8. The Rise Of Skywalker (2019)

Prometheus film
Disney

It would be easy to talk about the Star Wars prequels here, which over explained everything from the force to the origins of C3P0. However, the newest Star Wars film makes some similar mistakes, but in reverse. It makes a lot of the mistakes prequels make, but in a sequel. Much as the prequels took semi-spiritual concept of the force and famously said that actually, it’s about organisms in your blood, The Rise of Skywalker takes a few interesting concepts and ideas, such as Rey’s parentage, and goes full prequel with them – explaining them to death in thematically uninteresting ways.

The previous film, The Last Jedi seemed to acknowledge that its story was happening in a big universe. You aren’t going to get all the answers you want.

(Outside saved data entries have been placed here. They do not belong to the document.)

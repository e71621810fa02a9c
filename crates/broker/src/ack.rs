//! Delivery acknowledgements
//!
//! Every produce returns a [`DeliveryFuture`] that resolves once the broker
//! has acknowledged (or rejected) the record. Futures are cheap shared
//! slots; cloning one observes the same resolution.

use parking_lot::{Condvar, Mutex};
use std::sync::Arc;
use std::time::Duration;
use thiserror::Error;

/// Error reported for a failed produce
#[derive(Debug, Clone, Error, PartialEq, Eq)]
#[error("produce to \"{topic}\" failed: {reason}")]
pub struct ProduceError {
    /// Topic the produce targeted
    pub topic: String,
    /// Broker-reported reason
    pub reason: String,
}

impl ProduceError {
    /// Create a produce error
    pub fn new(topic: impl Into<String>, reason: impl Into<String>) -> Self {
        ProduceError {
            topic: topic.into(),
            reason: reason.into(),
        }
    }
}

/// Where an acknowledged record landed
#[derive(Debug, Clone, PartialEq, Eq)]
pub struct DeliveryReport {
    /// Destination topic
    pub topic: String,
    /// Destination partition
    pub partition: i32,
    /// Assigned offset
    pub offset: i64,
}

type DeliveryResult = Result<DeliveryReport, ProduceError>;

struct Slot {
    state: Mutex<Option<DeliveryResult>>,
    cond: Condvar,
}

/// Future side of a delivery acknowledgement
#[derive(Clone)]
pub struct DeliveryFuture {
    slot: Arc<Slot>,
}

/// Resolver side of a delivery acknowledgement
///
/// Held by the broker implementation; completing it wakes every waiter on
/// the paired future.
pub struct DeliveryPromise {
    slot: Arc<Slot>,
}

/// Create a linked promise/future pair
pub fn delivery_pair() -> (DeliveryPromise, DeliveryFuture) {
    let slot = Arc::new(Slot {
        state: Mutex::new(None),
        cond: Condvar::new(),
    });
    (
        DeliveryPromise { slot: slot.clone() },
        DeliveryFuture { slot },
    )
}

impl DeliveryPromise {
    /// Resolve the paired future
    pub fn complete(self, result: DeliveryResult) {
        let mut state = self.slot.state.lock();
        *state = Some(result);
        self.slot.cond.notify_all();
    }
}

impl DeliveryFuture {
    /// Block until the broker acknowledges or rejects the record
    pub fn wait(&self) -> DeliveryResult {
        let mut state = self.slot.state.lock();
        while state.is_none() {
            self.slot.cond.wait(&mut state);
        }
        state.clone().expect("resolved delivery slot")
    }

    /// Block up to `timeout`; `None` if the acknowledgement has not arrived
    pub fn wait_timeout(&self, timeout: Duration) -> Option<DeliveryResult> {
        let deadline = std::time::Instant::now() + timeout;
        let mut state = self.slot.state.lock();
        while state.is_none() {
            if self.slot.cond.wait_until(&mut state, deadline).timed_out() {
                break;
            }
        }
        state.clone()
    }

    /// Immediately-resolved future (used for already-acknowledged writes)
    pub fn resolved(result: DeliveryResult) -> Self {
        let (promise, future) = delivery_pair();
        promise.complete(result);
        future
    }
}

Moreover, it made some of the most interesting thematic strides any Star Wars work has made in a while. It interrogated the cyclical nature of the Star Wars films. It stepped a bit away from the idea of Star Wars just being a story about a couple important lineages being heroic and/or villainous with the fate of the galaxy in their hands.

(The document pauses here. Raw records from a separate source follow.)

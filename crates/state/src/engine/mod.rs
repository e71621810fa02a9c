//! Embedded ordered key-value engine.
//!
//! One engine instance backs one store partition. Data lives in ordered
//! maps split across column families; the durable variant appends every
//! committed batch to a write-ahead log before applying it, so a
//! successful commit survives process crash and a partial commit is never
//! visible.
//!
//! Durable engine open sequence:
//! 1. Replay the WAL into the in-memory column families.
//! 2. Open the writer (truncating any torn tail).
//! 3. Serve reads from memory; serve writes as WAL-append + apply.
//!
//! The volatile variant keeps the same interface with no disk I/O; its
//! state starts empty on every open.

pub mod wal;

use parking_lot::{Mutex, RwLock};
use rivulet_core::Result;
use serde::{Deserialize, Serialize};
use std::collections::BTreeMap;
use std::path::{Path, PathBuf};
use tracing::debug;
use wal::{read_wal, WalWriter};

/// Column families separating user data from engine metadata.
#[derive(Debug, Clone, Copy, PartialEq, Eq, Hash, Serialize, Deserialize)]
pub enum ColumnFamily {
    /// User key-value data
    Default,
    /// Engine metadata (offsets)
    Metadata,
    /// Windowed aggregates, keyed `key | start | end`
    Windows,
    /// Per-key maximum observed timestamp
    LatestTimestamps,
}

impl ColumnFamily {
    /// All column families, in declaration order.
    pub const ALL: [ColumnFamily; 4] = [
        ColumnFamily::Default,
        ColumnFamily::Metadata,
        ColumnFamily::Windows,
        ColumnFamily::LatestTimestamps,
    ];

    /// Stable name used in changelog headers.
    pub fn name(&self) -> &'static str {
        match self {
            ColumnFamily::Default => "default",
            ColumnFamily::Metadata => "metadata",
            ColumnFamily::Windows => "windows",
            ColumnFamily::LatestTimestamps => "latest-timestamps",
        }
    }

    /// Parse a changelog header value back into a column family.
    pub fn from_name(name: &str) -> Option<Self> {
        match name {
            "default" => Some(ColumnFamily::Default),
            "metadata" => Some(ColumnFamily::Metadata),
            "windows" => Some(ColumnFamily::Windows),
            "latest-timestamps" => Some(ColumnFamily::LatestTimestamps),
            _ => None,
        }
    }
}

/// One mutation inside a WAL batch. `value: None` is a delete.
#[derive(Debug, Clone, PartialEq, Serialize, Deserialize)]
pub struct WalOp {
    /// Target column family
    pub cf: ColumnFamily,
    /// Key bytes
    pub key: Vec<u8>,
    /// Value bytes, or `None` for a delete
    pub value: Option<Vec<u8>>,
}

/// Ordered batch of mutations applied atomically.
#[derive(Debug, Clone, Default)]
pub struct WriteBatch {
    ops: Vec<WalOp>,
}

impl WriteBatch {
    /// Create an empty batch.
    pub fn new() -> Self {
        WriteBatch::default()
    }

    /// Buffer a put.
    pub fn put(&mut self, cf: ColumnFamily, key: impl Into<Vec<u8>>, value: impl Into<Vec<u8>>) {
        self.ops.push(WalOp {
            cf,
            key: key.into(),
            value: Some(value.into()),
        });
    }

    /// Buffer a delete.
    pub fn delete(&mut self, cf: ColumnFamily, key: impl Into<Vec<u8>>) {
        self.ops.push(WalOp {
            cf,
            key: key.into(),
            value: None,
        });
    }

    /// Number of buffered mutations.
    pub fn len(&self) -> usize {
        self.ops.len()
    }

    /// Whether the batch is empty.
    pub fn is_empty(&self) -> bool {
        self.ops.is_empty()
    }

    /// The buffered mutations, in order.
    pub fn ops(&self) -> &[WalOp] {
        &self.ops
    }
}

type CfMap = BTreeMap<Vec<u8>, Vec<u8>>;

struct CfSet {
    default: CfMap,
    metadata: CfMap,
    windows: CfMap,
    latest_timestamps: CfMap,
}

impl CfSet {
    fn new() -> Self {
        CfSet {
            default: BTreeMap::new(),
            metadata: BTreeMap::new(),
            windows: BTreeMap::new(),
            latest_timestamps: BTreeMap::new(),
        }
    }

    fn map(&self, cf: ColumnFamily) -> &CfMap {
        match cf {
            ColumnFamily::Default => &self.default,
            ColumnFamily::Metadata => &self.metadata,
            ColumnFamily::Windows => &self.windows,
            ColumnFamily::LatestTimestamps => &self.latest_timestamps,
        }
    }

    fn map_mut(&mut self, cf: ColumnFamily) -> &mut CfMap {
        match cf {
            ColumnFamily::Default => &mut self.default,
            ColumnFamily::Metadata => &mut self.metadata,
            ColumnFamily::Windows => &mut self.windows,
            ColumnFamily::LatestTimestamps => &mut self.latest_timestamps,
        }
    }

    fn apply(&mut self, ops: &[WalOp]) {
        for op in ops {
            let map = self.map_mut(op.cf);
            match &op.value {
                Some(value) => {
                    map.insert(op.key.clone(), value.clone());
                }
                None => {
                    map.remove(&op.key);
                }
            }
        }
    }
}

/// Embedded ordered key-value engine.
///
/// Durable when opened with a path (WAL-backed), volatile otherwise.
pub struct KvEngine {
    cfs: RwLock<CfSet>,
    wal: Option<Mutex<WalWriter>>,
    path: Option<PathBuf>,
}

impl KvEngine {
    /// Open a durable engine rooted at `dir`.
    ///
    /// Replays `dir/wal` before returning; the rebuilt state corresponds
    /// to a prefix of committed batches (never a partial batch).
    pub fn open(dir: &Path) -> Result<Self> {
        std::fs::create_dir_all(dir)?;
        let wal_path = dir.join("wal");

        let mut cfs = CfSet::new();
        let batches = read_wal(&wal_path)?;
        let replayed = batches.len();
        for batch in &batches {
            cfs.apply(batch);
        }
        if replayed > 0 {
            debug!(path = %wal_path.display(), batches = replayed, "replayed WAL");
        }

        let writer = WalWriter::open(&wal_path)?;
        Ok(KvEngine {
            cfs: RwLock::new(cfs),
            wal: Some(Mutex::new(writer)),
            path: Some(dir.to_path_buf()),
        })
    }

    /// Open a volatile engine (no disk, state starts empty).
    pub fn in_memory() -> Self {
        KvEngine {
            cfs: RwLock::new(CfSet::new()),
            wal: None,
            path: None,
        }
    }

    /// Whether this engine persists across restarts.
    pub fn is_durable(&self) -> bool {
        self.wal.is_some()
    }

    /// Directory backing this engine, if durable.
    pub fn path(&self) -> Option<&Path> {
        self.path.as_deref()
    }

    /// Read a key from a column family.
    pub fn get(&self, cf: ColumnFamily, key: &[u8]) -> Option<Vec<u8>> {
        self.cfs.read().map(cf).get(key).cloned()
    }

    /// Apply a batch atomically: WAL append + fsync, then visibility.
    pub fn write_batch(&self, batch: &WriteBatch) -> Result<()> {
        if batch.is_empty() {
            return Ok(());
        }
        if let Some(wal) = &self.wal {
            wal.lock().append(batch.ops())?;
        }
        self.cfs.write().apply(batch.ops());
        Ok(())
    }

    /// Ordered scan of keys starting with `prefix`.
    pub fn range_prefix(&self, cf: ColumnFamily, prefix: &[u8]) -> Vec<(Vec<u8>, Vec<u8>)> {
        let guard = self.cfs.read();
        guard
            .map(cf)
            .range(prefix.to_vec()..)
            .take_while(|(k, _)| k.starts_with(prefix))
            .map(|(k, v)| (k.clone(), v.clone()))
            .collect()
    }

    /// Full ordered dump of a column family.
    pub fn dump(&self, cf: ColumnFamily) -> Vec<(Vec<u8>, Vec<u8>)> {
        let guard = self.cfs.read();
        guard.map(cf).iter().map(|(k, v)| (k.clone(), v.clone())).collect()
    }

    /// Number of live keys in a column family.
    pub fn len(&self, cf: ColumnFamily) -> usize {
        self.cfs.read().map(cf).len()
    }

    /// Whether a column family has no live keys.
    pub fn is_empty(&self, cf: ColumnFamily) -> bool {
        self.len(cf) == 0
    }
}
//! Broker boundary for Rivulet
//!
//! The broker client proper (wire protocol, network I/O) is an external
//! collaborator; this crate pins down the fixed interfaces the runtime
//! relies on:
//!
//! - [`Producer`]: concurrent-safe produce with per-record delivery futures
//! - [`ChangelogConsumer`]: ordered reads and highwater queries used by
//!   state recovery
//! - [`PartitionEventListener`]: assign/revoke rebalance callbacks
//! - [`InMemoryBroker`]: an in-process implementation backing tests and
//!   single-process pipelines
//!
//! Records are ordered within a partition; there is no ordering guarantee
//! across partitions.

#![warn(missing_docs)]
#![warn(clippy::all)]

pub mod ack;
pub mod consumer;
pub mod inmem;
pub mod producer;

pub use ack::{DeliveryFuture, DeliveryReport, ProduceError};
pub use consumer::{ChangelogConsumer, PartitionEventListener};
pub use inmem::InMemoryBroker;
pub use producer::Producer;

The Rise of Skywalker undoes this. With its explanation that, actually, Rey does belong to one of these lineages, that she’s not just a heroic person who must find her own way, but part of a force dyad, it undoes all of that interesting work of the previous film, putting us squarely back in a kind of Star Wars autopilot, where the same stories, same themes, same tropes get repeated ad nauseum.

Like elements of the prequels did, it removes some of the mystery and wonder from Star Wars, replacing uncharted narrative and thematic territory (for Star Wars, at least) with pathways that we’ve long since worn down. In its drive to explain exactly why the events of this film and its central character fit into the standard operating procedure of Star Wars films, it retroactively robs this new trilogy of its own possibility to be something new and interesting.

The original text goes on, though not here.